Computational Modeling of Cough-Induced Droplet and Mucosal Film Dynamics in the Upper Airway for Pulmonary Disease Classification

Olusegun J Ilegbusi^*Rafid Jahangir KhanBari Hoffman

• The University of Central Florida, Orlando, United States

Cough-generated droplets are critical in the transmission and progression of respiratory diseases. This study investigates droplet formation and transport in the upper airway during a cough to improve understanding of their biomechanical behavior and explore their potential for non-invasive classification of airway diseases. A computational fluid dynamics model is employed to simulate a transient, droplet-laden cough in a CT-derived human upper airway, using an experimentally acquired cough profile. The method incorporates mucus film dynamics using the Eulerian Wall Film (EWF) model and droplet transport using the Discrete Phase Model (DPM). Three mucus thicknesses—healthy baseline (Type I), intermediate pathological thickening (Type II), and advanced pathological thickening (Type III)—and three viscosity levels for Type II: baseline viscosity (Type II-A), intermediate viscosity (Type II-B), and high viscosity (Type II-C) are considered.
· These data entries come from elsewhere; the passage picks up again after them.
// mfrc522-gate/src/types.rs

use std::convert::TryFrom;
use std::fmt;

use derive_more::{From, Into};

use crate::Error;
use crate::constants::*;

/// MFRC522 register map (datasheet section 9.2). Addresses are 6 bits wide.
#[repr(u8)]
#[derive(Debug, Clone, Copy, PartialEq, Eq, Hash)]
pub enum Register {
    // Page 0: command and status
    Command = 0x01,
    ComIEn = 0x02,
    DivIEn = 0x03,
    ComIrq = 0x04,
    DivIrq = 0x05,
    Error = 0x06,
    Status1 = 0x07,
    Status2 = 0x08,
    FifoData = 0x09,
    FifoLevel = 0x0A,
    WaterLevel = 0x0B,
    Control = 0x0C,
    BitFraming = 0x0D,
    Coll = 0x0E,
    // Page 1: command
    Mode = 0x11,
    TxMode = 0x12,
    RxMode = 0x13,
    TxControl = 0x14,
    TxAsk = 0x15,
    TxSel = 0x16,
    RxSel = 0x17,
    RxThreshold = 0x18,
    Demod = 0x19,
    MfTx = 0x1C,
    MfRx = 0x1D,
    SerialSpeed = 0x1F,
    // Page 2: configuration
    CrcResultH = 0x21,
    CrcResultL = 0x22,
    ModWidth = 0x24,
    RfCfg = 0x26,
    GsN = 0x27,
    CwGsP = 0x28,
    ModGsP = 0x29,
    TMode = 0x2A,
    TPrescaler = 0x2B,
    TReloadH = 0x2C,
    TReloadL = 0x2D,
    TCounterValueH = 0x2E,
    TCounterValueL = 0x2F,
    // Page 3: test
    TestSel1 = 0x31,
    TestSel2 = 0x32,
    TestPinEn = 0x33,
    TestPinValue = 0x34,
    TestBus = 0x35,
    AutoTest = 0x36,
    Version = 0x37,
    AnalogTest = 0x38,
    TestDac1 = 0x39,
    TestDac2 = 0x3A,
    TestAdc = 0x3B,
}

impl Register {
    /// Every addressable register, in address order.
    pub const ALL: [Register; 50] = [
        Register::Command,
        Register::ComIEn,
        Register::DivIEn,
        Register::ComIrq,
        Register::DivIrq,
        Register::Error,
        Register::Status1,
        Register::Status2,
        Register::FifoData,
        Register::FifoLevel,
        Register::WaterLevel,
        Register::Control,
        Register::BitFraming,
        Register::Coll,
        Register::Mode,
        Register::TxMode,
        Register::RxMode,
        Register::TxControl,
        Register::TxAsk,
        Register::TxSel,
        Register::RxSel,
        Register::RxThreshold,
        Register::Demod,
        Register::MfTx,
        Register::MfRx,
        Register::SerialSpeed,
        Register::CrcResultH,
        Register::CrcResultL,
        Register::ModWidth,
        Register::RfCfg,
        Register::GsN,
        Register::CwGsP,
        Register::ModGsP,
        Register::TMode,
        Register::TPrescaler,
        Register::TReloadH,
        Register::TReloadL,
        Register::TCounterValueH,
        Register::TCounterValueL,
        Register::TestSel1,
        Register::TestSel2,
        Register::TestPinEn,
        Register::TestPinValue,
        Register::TestBus,
        Register::AutoTest,
        Register::Version,
        Register::AnalogTest,
        Register::TestDac1,
        Register::TestDac2,
        Register::TestAdc,
    ];

    pub const fn address(self) -> u8 {
        self as u8
    }

    /// Look up a register by its 6-bit address.
    pub fn from_address(address: u8) -> Option<Self> {
        Self::ALL.iter().copied().find(|r| r.address() == address)
    }

    /// Registers whose reads or writes trigger chip behaviour beyond
    /// plain storage.
    pub fn has_side_effects(self) -> bool {
        matches!(
            self,
            Register::Command
                | Register::ComIrq
                | Register::DivIrq
                | Register::Error
                | Register::Status1
                | Register::Status2
                | Register::FifoData
                | Register::FifoLevel
                | Register::Control
                | Register::BitFraming
                | Register::Coll
                | Register::CrcResultH
                | Register::CrcResultL
                | Register::TCounterValueH
                | Register::TCounterValueL
                | Register::TestBus
                | Register::Version
                | Register::TestAdc
        )
    }
}

/// PCD commands written to CommandReg (datasheet section 10.3)
#[repr(u8)]
#[derive(Debug, Clone, Copy, PartialEq, Eq)]
pub enum Command {
    Idle = 0x00,
    Mem = 0x01,
    GenerateRandomId = 0x02,
    CalcCrc = 0x03,
    Transmit = 0x04,
    NoCmdChange = 0x07,
    Receive = 0x08,
    Transceive = 0x0C,
    MfAuthent = 0x0E,
    SoftReset = 0x0F,
}

impl From<Command> for u8 {
    fn from(cmd: Command) -> u8 {
        cmd as u8
    }
}

/// Snapshot of ComIrqReg
#[derive(Debug, Clone, Copy, PartialEq, Eq, From, Into)]
pub struct IrqFlags(u8);

impl IrqFlags {
    pub fn bits(&self) -> u8 {
        self.0
    }

    /// RxIRq or IdleIRq: the transceive finished
    pub fn is_complete(&self) -> bool {
        self.0 & (IRQ_RX | IRQ_IDLE) != 0
    }

    pub fn timer_expired(&self) -> bool {
        self.0 & IRQ_TIMER != 0
    }
}

/// Snapshot of ErrorReg
#[derive(Debug, Clone, Copy, PartialEq, Eq, From, Into)]
pub struct ErrorFlags(u8);

impl ErrorFlags {
    pub fn bits(&self) -> u8 {
        self.0
    }

    /// Bits of this snapshot that fall inside `mask`
    pub fn masked(&self, mask: u8) -> Option<u8> {
        match self.0 & mask {
            0 => None,
            bits => Some(bits),
        }
    }

    pub fn collision(&self) -> bool {
        self.0 & ERR_COLL != 0
    }
}

/// ATQA - Answer To Request, type A (2 bytes)
#[derive(Debug, Clone, Copy, PartialEq, Eq, Hash, From, Into)]
pub struct Atqa([u8; 2]);

impl Atqa {
    pub fn from_bytes(bytes: [u8; 2]) -> Self {
        Self(bytes)
    }

    pub fn as_bytes(&self) -> &[u8; 2] {
        &self.0
    }

    /// UID size bits (b8..b7 of the first byte): 0 single, 1 double, 2 triple
    pub fn uid_size_code(&self) -> u8 {
        (self.0[0] >> 6) & 0x03
    }
}

/// UID - up to 10 bytes stored inline
#[derive(Clone, Copy, PartialEq, Eq, Hash)]
pub struct Uid {
    bytes: [u8; MAX_UID_LEN],
    len: u8,
}

impl Uid {
    pub fn as_bytes(&self) -> &[u8] {
        &self.bytes[..self.len as usize]
    }

    pub fn len(&self) -> usize {
        self.len as usize
    }

    pub fn is_empty(&self) -> bool {
        self.len == 0
    }

    /// Upper-case hex with ':' separators, e.g. `A2:FC:4F:05`
    pub fn to_colon_hex(&self) -> String {
        crate::utils::bytes_to_hex_colon(self.as_bytes())
    }

    pub fn to_hex(&self) -> String {
        crate::utils::bytes_to_hex(self.as_bytes())
    }
}

impl TryFrom<&[u8]> for Uid {
    type Error = Error;

    fn try_from(bytes: &[u8]) -> Result<Self, Self::Error> {
        if bytes.is_empty() || bytes.len() > MAX_UID_LEN {
            return Err(Error::InvalidLength {
                expected: MAX_UID_LEN,
                actual: bytes.len(),
            });
        }
        let mut arr = [0u8; MAX_UID_LEN];
        arr[..bytes.len()].copy_from_slice(bytes);
        Ok(Self {
            bytes: arr,
            len: bytes.len() as u8,
        })
    }
}

impl fmt::Display for Uid {
    fn fmt(&self, f: &mut fmt::Formatter<'_>) -> fmt::Result {
        f.write_str(&self.to_colon_hex())
    }
}

impl fmt::Debug for Uid {
    fn fmt(&self, f: &mut fmt::Formatter<'_>) -> fmt::Result {
        write!(f, "Uid({})", self.to_colon_hex())
    }
}

#[cfg(feature = "serde")]
impl serde::Serialize for Uid {
    fn serialize<S: serde::Serializer>(&self, serializer: S) -> Result<S::Ok, S::Error> {
        serializer.serialize_str(&self.to_colon_hex())
    }
}

#[cfg(test)]
mod tests {
    use super::*;

    #[test]
    fn register_addresses_fit_six_bits() {
        for reg in Register::ALL {
            assert!(reg.address() < 0x40, "{:?} out of range", reg);
            assert_eq!(Register::from_address(reg.address()), Some(reg));
        }
    }

    #[test]
    fn reserved_addresses_are_unknown() {
        assert_eq!(Register::from_address(0x00), None);
        assert_eq!(Register::from_address(0x0F), None);
        assert_eq!(Register::from_address(0x3F), None);
    }

    #[test]
    fn irq_flags_predicates() {
        assert!(IrqFlags::from(0x20).is_complete());
        assert!(IrqFlags::from(0x10).is_complete());
        assert!(!IrqFlags::from(0x01).is_complete());
        assert!(IrqFlags::from(0x01).timer_expired());
    }

    #[test]
    fn error_flags_masking() {
        let flags = ErrorFlags::from(ERR_COLL);
        assert_eq!(flags.masked(PRESENCE_ERROR_MASK), None);
        assert_eq!(flags.masked(ANTICOLLISION_ERROR_MASK), Some(ERR_COLL));
        assert!(flags.collision());
    }

    #[test]
    fn uid_try_from_ok() {
        let uid = Uid::try_from(&[0xA2, 0xFC, 0x4F, 0x05][..]).unwrap();
        assert_eq!(uid.len(), 4);
        assert_eq!(uid.as_bytes(), &[0xA2, 0xFC, 0x4F, 0x05]);
        assert_eq!(uid.to_string(), "A2:FC:4F:05");
        assert_eq!(uid.to_hex(), "a2fc4f05");
    }

    #[test]
    fn uid_try_from_err() {
        assert!(Uid::try_from(&[][..]).is_err());
        assert!(Uid::try_from(&[0u8; 11][..]).is_err());
    }

    #[test]
    fn atqa_uid_size() {
        assert_eq!(Atqa::from_bytes([0x04, 0x00]).uid_size_code(), 0);
        assert_eq!(Atqa::from_bytes([0x44, 0x00]).uid_size_code(), 1);
    }
}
These cases represent a progressive increase in both mucus thickness and viscosity, encompassing a spectrum of respiratory conditions. The results show that a 50% increase in mucus thickness (from 20 µm to 30 µm) results in 4.3-fold increase in exhaled droplet count and a 20% increase in mean droplet size. Conversely, a 50% increase in mucus viscosity reduces exhaled droplet count by 2.7-fold while increasing mean droplet size by 9%. Absorbed droplets, which remain within the airway, exhibit similar trends; however, as they are not measurable non-invasively, their diagnostic utility is limited. These findings highlight the role of mucus in droplet dynamics and support the potential of exhaled droplet size distribution as a diagnostic biomarker for airway disease.